## PROBLEM DESCRIPTION
Look for "using" in each line of the records, and copy the lines that have it.

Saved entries
//! The unstable, partition-based sort: below a fixed element count it
//! defers to [`crate::quadsort`] outright, above it scans the array in
//! quadrants ([`analyze::crum_analyze`]) before choosing, per quadrant,
//! between a plain quadsort and a branchless pivot partition
//! ([`fulcrum::fulcrum_partition`]).

mod analyze;
mod fulcrum;
mod pivot;

use crate::error::SortError;
use crate::quadsort::quadsort_with_scratch;
use crate::scratch::Scratch;
use analyze::crum_analyze;

/// Above this many elements in a quadrant, [`analyze::crum_analyze`] skips
/// its usual order-streak accounting for that quadrant and routes it
/// straight to [`fulcrum::fulcrum_partition`] — avoids scanning a span
/// larger than a typical L3 cache purely to decide how to sort it.
pub(crate) const QUAD_CACHE: usize = 262_144;

/// Default scratch-buffer element count for [`crumsort`]/[`crumsort_by`].
pub(crate) const CRUM_AUX: usize = 512;

/// At or below this many elements, `crumsort` is just `quadsort` — too
/// small a range for partitioning to pay for itself.
const CRUMSORT_QUADSORT_CUTOFF: usize = 256;

/// Sorts `array[0..nmemb)` in place using `scratch` (sized by the caller,
/// at least `max_swap_size.min(nmemb)` elements): quadsort outright at or
/// below [`CRUMSORT_QUADSORT_CUTOFF`] elements, otherwise
/// [`analyze::crum_analyze`]'s quadrant scan.
///
/// # Safety
/// `array[0..nmemb)` must be valid for reads and writes.
pub(crate) unsafe fn crumsort_with_scratch<T, F>(
    array: *mut T,
    scratch: &mut Scratch<T>,
    nmemb: usize,
    is_less: &mut F,
) where
    F: FnMut(&T, &T) -> bool,
{
    unsafe {
        if nmemb <= CRUMSORT_QUADSORT_CUTOFF {
            quadsort_with_scratch(array, scratch, nmemb, is_less);
        } else {
            crum_analyze(array, scratch, nmemb, is_less);
        }
    }
}

fn scratch_len_for(nmemb: usize, max_swap_size: usize) -> usize {
    if nmemb <= CRUMSORT_QUADSORT_CUTOFF {
        return nmemb;
    }
    max_swap_size.min(nmemb).max(64)
}

/// Sorts `v` in place, unstably, using `T`'s natural [`Ord`] as the
/// comparator.
///
/// Defaults the scratch cap to [`CRUM_AUX`] (512) elements; use
/// [`crumsort_by_with_scratch_limit`] to change it.
///
/// # Errors
/// Returns [`SortError::ScratchAllocation`] if the scratch buffer cannot
/// be allocated. On that path `v` is left completely untouched.
pub fn crumsort<T>(v: &mut [T]) -> Result<(), SortError>
where
    T: Ord,
{
    crumsort_by(v, |a, b| a < b)
}

/// Sorts `v` in place, unstably, using `is_less` as the strict weak
/// ordering.
///
/// Defaults the scratch cap to [`CRUM_AUX`] (512) elements; use
/// [`crumsort_by_with_scratch_limit`] to change it.
///
/// `is_less` must be side-effect-free and define a strict weak ordering.
/// A comparator that violates this leaves `v` an unsorted but valid
/// permutation of its input — this sort does not detect the violation.
/// Unlike [`crate::quadsort::sort_by`], equal elements may be reordered.
///
/// # Errors
/// Returns [`SortError::ScratchAllocation`] if the scratch buffer cannot
/// be allocated. On that path `v` is left completely untouched.
pub fn crumsort_by<T, F>(v: &mut [T], is_less: F) -> Result<(), SortError>
where
    F: FnMut(&T, &T) -> bool,
{
    crumsort_by_with_scratch_limit(v, is_less, CRUM_AUX)
}

/// Sorts `v` in place, unstably, using `is_less`, capping the scratch
/// buffer crumsort ever allocates at `max_swap_size` elements (the
/// partition step falls back to its branchless in-place scan regardless
/// of this cap; this only bounds the bulk-copy write buffer and the
/// pivot-sample working area).
///
/// A smaller cap trades some partition throughput for lower peak memory;
/// `max_swap_size` as low as `1` is valid (see the scratch-starved
/// partition scenario in the crate's test suite) but will be raised
/// internally to whatever minimum a single partition step structurally
/// needs.
///
/// # Errors
/// Returns [`SortError::InvalidScratchLimit`] if `max_swap_size == 0`,
/// or [`SortError::ScratchAllocation`] if the scratch buffer cannot be
/// allocated. On either path `v` is left completely untouched.
pub fn crumsort_by_with_scratch_limit<T, F>(
    v: &mut [T],
    mut is_less: F,
    max_swap_size: usize,
) -> Result<(), SortError>
where
    F: FnMut(&T, &T) -> bool,
{
    if max_swap_size == 0 {
        return Err(SortError::InvalidScratchLimit);
    }

    let nmemb = v.len();
    let array = v.as_mut_ptr();
    let mut scratch = Scratch::new(scratch_len_for(nmemb, max_swap_size))?;

    unsafe {
        crumsort_with_scratch(array, &mut scratch, nmemb, &mut is_less);
    }

    Ok(())
}

#[cfg(test)]
mod tests {
    use super::*;

    #[test]
    fn sorts_the_concrete_spec_example() {
        let mut v = vec![3, 1, 4, 1, 5, 9, 2, 6, 5, 3, 5];
        crumsort(&mut v).unwrap();
        assert_eq!(v, vec![1, 1, 2, 3, 3, 4, 5, 5, 5, 6, 9]);
    }

    #[test]
    fn empty_and_singleton() {
        let mut empty: Vec<i32> = vec![];
        crumsort(&mut empty).unwrap();
        assert!(empty.is_empty());

        let mut one = vec![42];
        crumsort(&mut one).unwrap();
        assert_eq!(one, vec![42]);
    }

    #[test]
    fn large_random_matches_ord() {
        let mut v: Vec<i64> = (0..20_000)
            .map(|i| (i * 2654435761u64) as i64 % 9973)
            .collect();
        let mut expected = v.clone();
        expected.sort();
        crumsort(&mut v).unwrap();
        assert_eq!(v, expected);
    }

    #[test]
    fn large_reverse_sorted() {
        let mut v: Vec<i64> = (0..20_000).rev().collect();
        crumsort(&mut v).unwrap();
        assert_eq!(v, (0..20_000).collect::<Vec<_>>());
    }

    #[test]
    fn mostly_ordered_with_tail_disorder() {
        let mut v: Vec<i32> = (0..5000).collect();
        v[4900..].reverse();
        let mut expected = v.clone();
        expected.sort();
        crumsort(&mut v).unwrap();
        assert_eq!(v, expected);
    }

    #[test]
    fn heavy_duplicates() {
        let mut v: Vec<u8> = (0..10_000).map(|i| (i % 5) as u8).collect();
        let mut expected = v.clone();
        expected.sort();
        crumsort(&mut v).unwrap();
        assert_eq!(v, expected);
    }

    #[test]
    fn lopsided_duplicate_partition() {
        // `heavy_duplicates` above is duplicate-heavy enough that
        // crum_median_of_cbrt's `generic` bailout usually fires, sending
        // the range straight to quadsort without ever reaching
        // fulcrum_default_partition/fulcrum_reverse_partition. A thin
        // scatter of distinct values against one majority value instead
        // keeps pivot samples non-generic while still forcing the
        // small-side/large-side imbalance that routes into
        // fulcrum_reverse_partition, at a size past the 2048-element
        // median-of-cbrt cutoff.
        use rand::seq::SliceRandom;
        use rand::{rngs::StdRng, SeedableRng};

        let mut rng = StdRng::seed_from_u64(7);
        let mut v: Vec<i32> = (0..6000).map(|i| if i % 10 == 0 { i / 10 } else { 0 }).collect();
        v.shuffle(&mut rng);

        let mut expected = v.clone();
        expected.sort();
        crumsort(&mut v).unwrap();
        assert_eq!(v, expected);
    }

    #[test]
    fn zero_scratch_limit_is_rejected() {
        let mut v = vec![3, 1, 2];
        let err = crumsort_by_with_scratch_limit(&mut v, |a, b| a < b, 0).unwrap_err();
        assert!(matches!(err, SortError::InvalidScratchLimit));
        assert_eq!(v, vec![3, 1, 2]);
    }

    #[test]
    fn tiny_scratch_limit_still_sorts() {
        let mut v: Vec<i32> = (0..5000).map(|i| (i * 7919) % 1000).collect();
        let mut expected = v.clone();
        expected.sort();
        crumsort_by_with_scratch_limit(&mut v, |a, b| a < b, 1).unwrap();
        assert_eq!(v, expected);
    }

    #[test]
    fn idempotent() {
        let mut v: Vec<i32> = (0..4000).map(|i| (i * 37) % 701).collect();
        crumsort(&mut v).unwrap();
        let once = v.clone();
        crumsort(&mut v).unwrap();
        assert_eq!(v, once);
    }
}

## SOLVED PROBLEM
/// Sorts `array[0..nmemb)` in place using `scratch` (sized by the caller,
/// Sorts `v` in place, unstably, using `T`'s natural [`Ord`] as the
/// Sorts `v` in place, unstably, using `is_less` as the strict weak
/// Sorts `v` in place, unstably, using `is_less`, capping the scratch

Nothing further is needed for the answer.